*** Provided data ***

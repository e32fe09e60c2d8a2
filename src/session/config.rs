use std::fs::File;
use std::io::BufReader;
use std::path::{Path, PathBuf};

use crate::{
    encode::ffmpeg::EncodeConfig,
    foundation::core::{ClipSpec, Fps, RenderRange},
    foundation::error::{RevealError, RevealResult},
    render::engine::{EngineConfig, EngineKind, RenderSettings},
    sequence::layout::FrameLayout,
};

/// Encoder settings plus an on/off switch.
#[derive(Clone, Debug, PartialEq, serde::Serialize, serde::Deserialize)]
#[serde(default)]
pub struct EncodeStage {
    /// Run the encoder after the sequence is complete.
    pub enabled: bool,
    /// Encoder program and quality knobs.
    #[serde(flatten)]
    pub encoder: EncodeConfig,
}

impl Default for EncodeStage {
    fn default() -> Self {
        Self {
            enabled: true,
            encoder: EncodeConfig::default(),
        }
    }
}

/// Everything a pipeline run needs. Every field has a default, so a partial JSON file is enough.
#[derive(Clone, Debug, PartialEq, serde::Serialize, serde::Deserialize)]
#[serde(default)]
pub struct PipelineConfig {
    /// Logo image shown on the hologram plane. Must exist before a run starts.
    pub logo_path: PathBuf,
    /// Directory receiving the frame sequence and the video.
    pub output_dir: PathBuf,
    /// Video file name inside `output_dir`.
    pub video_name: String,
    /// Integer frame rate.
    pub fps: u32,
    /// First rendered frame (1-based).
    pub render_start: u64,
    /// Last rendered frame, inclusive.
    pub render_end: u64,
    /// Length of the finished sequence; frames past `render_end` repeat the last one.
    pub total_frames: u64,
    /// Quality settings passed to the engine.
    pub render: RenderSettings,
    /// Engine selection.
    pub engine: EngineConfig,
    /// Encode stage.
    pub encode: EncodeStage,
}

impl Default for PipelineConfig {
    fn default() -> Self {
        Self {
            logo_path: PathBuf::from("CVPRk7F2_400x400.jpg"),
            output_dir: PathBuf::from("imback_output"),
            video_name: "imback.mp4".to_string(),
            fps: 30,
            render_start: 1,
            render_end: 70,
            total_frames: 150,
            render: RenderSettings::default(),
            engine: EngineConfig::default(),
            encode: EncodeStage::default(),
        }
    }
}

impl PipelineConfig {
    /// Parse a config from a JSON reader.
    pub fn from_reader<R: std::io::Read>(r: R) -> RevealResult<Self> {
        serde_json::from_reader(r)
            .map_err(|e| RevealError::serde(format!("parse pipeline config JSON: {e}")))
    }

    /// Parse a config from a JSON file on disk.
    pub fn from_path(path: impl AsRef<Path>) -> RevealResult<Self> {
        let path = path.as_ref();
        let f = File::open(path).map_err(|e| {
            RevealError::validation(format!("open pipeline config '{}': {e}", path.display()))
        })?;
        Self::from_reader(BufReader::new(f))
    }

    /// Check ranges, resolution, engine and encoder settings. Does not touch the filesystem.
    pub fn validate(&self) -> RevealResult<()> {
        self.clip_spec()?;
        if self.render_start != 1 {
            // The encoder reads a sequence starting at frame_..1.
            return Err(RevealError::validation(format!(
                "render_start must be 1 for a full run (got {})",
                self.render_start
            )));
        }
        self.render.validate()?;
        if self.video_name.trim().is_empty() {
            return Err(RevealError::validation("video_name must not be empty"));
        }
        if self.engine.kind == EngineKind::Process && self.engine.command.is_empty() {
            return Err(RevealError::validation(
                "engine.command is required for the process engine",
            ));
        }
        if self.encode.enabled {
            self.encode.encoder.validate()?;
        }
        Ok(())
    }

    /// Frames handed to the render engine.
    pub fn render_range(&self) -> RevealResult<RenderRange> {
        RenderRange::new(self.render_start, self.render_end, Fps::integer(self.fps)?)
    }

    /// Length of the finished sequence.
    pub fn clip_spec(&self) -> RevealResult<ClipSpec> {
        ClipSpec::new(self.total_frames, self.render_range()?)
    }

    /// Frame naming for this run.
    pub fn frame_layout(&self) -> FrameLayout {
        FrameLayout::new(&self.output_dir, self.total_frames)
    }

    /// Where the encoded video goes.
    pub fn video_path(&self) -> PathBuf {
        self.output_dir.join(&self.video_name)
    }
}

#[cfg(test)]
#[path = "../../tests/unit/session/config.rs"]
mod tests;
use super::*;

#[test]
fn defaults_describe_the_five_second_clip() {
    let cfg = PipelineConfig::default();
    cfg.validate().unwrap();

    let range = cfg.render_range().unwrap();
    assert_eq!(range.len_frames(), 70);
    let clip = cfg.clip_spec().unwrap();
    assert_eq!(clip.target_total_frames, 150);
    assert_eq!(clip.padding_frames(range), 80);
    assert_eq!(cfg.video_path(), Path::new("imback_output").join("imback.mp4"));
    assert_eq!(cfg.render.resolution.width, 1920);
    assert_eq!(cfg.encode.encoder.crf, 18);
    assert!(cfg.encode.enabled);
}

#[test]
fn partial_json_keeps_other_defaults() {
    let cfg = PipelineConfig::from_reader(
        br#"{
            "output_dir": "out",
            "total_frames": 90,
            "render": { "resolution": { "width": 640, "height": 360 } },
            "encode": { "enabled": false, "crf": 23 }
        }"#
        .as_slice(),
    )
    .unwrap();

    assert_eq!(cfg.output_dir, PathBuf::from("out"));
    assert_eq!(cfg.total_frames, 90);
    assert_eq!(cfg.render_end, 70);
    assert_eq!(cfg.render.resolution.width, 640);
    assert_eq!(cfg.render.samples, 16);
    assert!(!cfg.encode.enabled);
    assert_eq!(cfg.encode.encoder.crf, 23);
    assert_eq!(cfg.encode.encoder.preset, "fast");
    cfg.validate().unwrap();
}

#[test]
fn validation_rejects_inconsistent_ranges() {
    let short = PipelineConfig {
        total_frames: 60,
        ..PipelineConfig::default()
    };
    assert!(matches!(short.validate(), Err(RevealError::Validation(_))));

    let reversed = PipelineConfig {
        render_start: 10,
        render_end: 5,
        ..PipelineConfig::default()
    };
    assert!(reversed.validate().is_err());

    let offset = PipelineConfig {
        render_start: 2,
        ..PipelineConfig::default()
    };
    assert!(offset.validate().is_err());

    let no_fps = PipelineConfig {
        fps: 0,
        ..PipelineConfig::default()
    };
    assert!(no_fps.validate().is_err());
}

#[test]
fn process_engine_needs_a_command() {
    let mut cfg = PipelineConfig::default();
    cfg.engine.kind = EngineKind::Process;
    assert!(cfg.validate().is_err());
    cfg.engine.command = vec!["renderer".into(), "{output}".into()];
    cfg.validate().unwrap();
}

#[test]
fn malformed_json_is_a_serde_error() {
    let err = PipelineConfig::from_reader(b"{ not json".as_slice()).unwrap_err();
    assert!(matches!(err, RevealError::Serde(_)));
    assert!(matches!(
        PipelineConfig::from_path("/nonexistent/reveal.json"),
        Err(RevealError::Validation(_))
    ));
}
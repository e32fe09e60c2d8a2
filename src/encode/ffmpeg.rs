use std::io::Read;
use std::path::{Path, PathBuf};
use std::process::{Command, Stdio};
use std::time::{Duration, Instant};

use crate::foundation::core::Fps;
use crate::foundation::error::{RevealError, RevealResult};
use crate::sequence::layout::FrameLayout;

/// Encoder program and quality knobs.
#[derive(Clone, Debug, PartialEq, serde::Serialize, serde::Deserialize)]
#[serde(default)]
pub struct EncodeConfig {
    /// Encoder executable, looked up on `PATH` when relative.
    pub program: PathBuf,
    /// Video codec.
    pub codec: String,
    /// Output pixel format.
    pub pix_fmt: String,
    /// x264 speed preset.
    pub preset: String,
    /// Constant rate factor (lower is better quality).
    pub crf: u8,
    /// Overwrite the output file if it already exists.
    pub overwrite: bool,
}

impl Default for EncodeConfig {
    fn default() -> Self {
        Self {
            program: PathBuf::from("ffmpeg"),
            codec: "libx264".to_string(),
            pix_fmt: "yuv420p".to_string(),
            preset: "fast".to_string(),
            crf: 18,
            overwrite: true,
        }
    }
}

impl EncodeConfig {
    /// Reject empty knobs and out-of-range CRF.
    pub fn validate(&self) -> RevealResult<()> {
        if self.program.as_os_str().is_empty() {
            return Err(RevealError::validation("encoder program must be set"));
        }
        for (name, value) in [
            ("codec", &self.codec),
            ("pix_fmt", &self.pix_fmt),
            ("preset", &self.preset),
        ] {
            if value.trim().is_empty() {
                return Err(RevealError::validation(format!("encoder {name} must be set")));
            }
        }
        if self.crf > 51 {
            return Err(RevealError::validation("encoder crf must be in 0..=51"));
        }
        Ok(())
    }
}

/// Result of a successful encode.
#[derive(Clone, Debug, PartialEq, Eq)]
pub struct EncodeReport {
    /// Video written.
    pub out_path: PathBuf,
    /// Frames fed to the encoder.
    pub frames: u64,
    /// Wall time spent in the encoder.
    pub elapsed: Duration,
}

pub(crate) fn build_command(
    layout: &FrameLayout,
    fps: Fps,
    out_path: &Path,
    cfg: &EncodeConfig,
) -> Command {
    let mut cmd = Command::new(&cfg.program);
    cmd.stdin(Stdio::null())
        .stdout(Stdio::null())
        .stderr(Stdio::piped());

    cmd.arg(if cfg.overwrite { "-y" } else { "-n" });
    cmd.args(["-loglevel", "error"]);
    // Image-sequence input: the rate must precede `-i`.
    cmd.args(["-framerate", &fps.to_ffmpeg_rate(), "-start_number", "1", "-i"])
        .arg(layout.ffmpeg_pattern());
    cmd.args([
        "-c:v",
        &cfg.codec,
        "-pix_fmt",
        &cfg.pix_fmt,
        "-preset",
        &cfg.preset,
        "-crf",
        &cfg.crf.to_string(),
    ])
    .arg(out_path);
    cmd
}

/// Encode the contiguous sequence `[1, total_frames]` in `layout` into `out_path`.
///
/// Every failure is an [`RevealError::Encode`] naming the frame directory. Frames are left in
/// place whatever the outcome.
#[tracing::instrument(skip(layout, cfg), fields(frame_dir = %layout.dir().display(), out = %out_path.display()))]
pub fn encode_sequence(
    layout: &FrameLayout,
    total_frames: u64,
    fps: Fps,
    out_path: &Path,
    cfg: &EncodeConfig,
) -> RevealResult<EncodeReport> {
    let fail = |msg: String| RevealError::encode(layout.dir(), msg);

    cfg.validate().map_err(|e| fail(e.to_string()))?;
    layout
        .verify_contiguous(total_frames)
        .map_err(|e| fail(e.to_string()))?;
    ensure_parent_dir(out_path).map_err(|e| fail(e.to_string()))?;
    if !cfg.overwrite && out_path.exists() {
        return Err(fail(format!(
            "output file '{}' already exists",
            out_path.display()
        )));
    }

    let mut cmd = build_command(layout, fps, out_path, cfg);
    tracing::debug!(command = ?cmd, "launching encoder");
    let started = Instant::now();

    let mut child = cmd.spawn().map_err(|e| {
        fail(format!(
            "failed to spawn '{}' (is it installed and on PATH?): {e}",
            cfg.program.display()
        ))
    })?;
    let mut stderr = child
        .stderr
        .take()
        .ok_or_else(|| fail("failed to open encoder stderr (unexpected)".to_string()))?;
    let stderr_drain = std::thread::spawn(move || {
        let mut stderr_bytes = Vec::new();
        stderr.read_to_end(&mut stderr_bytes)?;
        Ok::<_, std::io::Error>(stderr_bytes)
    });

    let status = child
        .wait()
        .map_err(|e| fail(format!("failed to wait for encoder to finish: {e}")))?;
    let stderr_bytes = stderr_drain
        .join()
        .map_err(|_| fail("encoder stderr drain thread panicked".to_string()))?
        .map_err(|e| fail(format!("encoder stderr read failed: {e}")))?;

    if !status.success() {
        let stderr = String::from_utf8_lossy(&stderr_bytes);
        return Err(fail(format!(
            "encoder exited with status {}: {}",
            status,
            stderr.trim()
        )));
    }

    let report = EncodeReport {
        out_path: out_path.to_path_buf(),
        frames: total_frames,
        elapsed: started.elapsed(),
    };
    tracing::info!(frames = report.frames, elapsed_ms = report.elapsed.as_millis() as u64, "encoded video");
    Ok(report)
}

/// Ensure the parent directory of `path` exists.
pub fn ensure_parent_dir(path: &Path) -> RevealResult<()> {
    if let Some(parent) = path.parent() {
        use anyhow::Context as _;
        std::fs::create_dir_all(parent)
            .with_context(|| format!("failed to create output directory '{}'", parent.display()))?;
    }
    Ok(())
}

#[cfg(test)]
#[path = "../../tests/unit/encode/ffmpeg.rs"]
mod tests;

***

Instructions for the task — Extract from the listing above the lines between the line containing "let mut cfg = PipelineConfig::default();" and the line containing "use std::io::Read;", keeping both of those lines. Output nothing else.

Response to the task —
    let mut cfg = PipelineConfig::default();
    cfg.engine.kind = EngineKind::Process;
    assert!(cfg.validate().is_err());
    cfg.engine.command = vec!["renderer".into(), "{output}".into()];
    cfg.validate().unwrap();
}

#[test]
fn malformed_json_is_a_serde_error() {
    let err = PipelineConfig::from_reader(b"{ not json".as_slice()).unwrap_err();
    assert!(matches!(err, RevealError::Serde(_)));
    assert!(matches!(
        PipelineConfig::from_path("/nonexistent/reveal.json"),
        Err(RevealError::Validation(_))
    ));
}
repository e32fe09e60c2d8a2
filename src/encode/ffmpeg.rs
use std::io::Read;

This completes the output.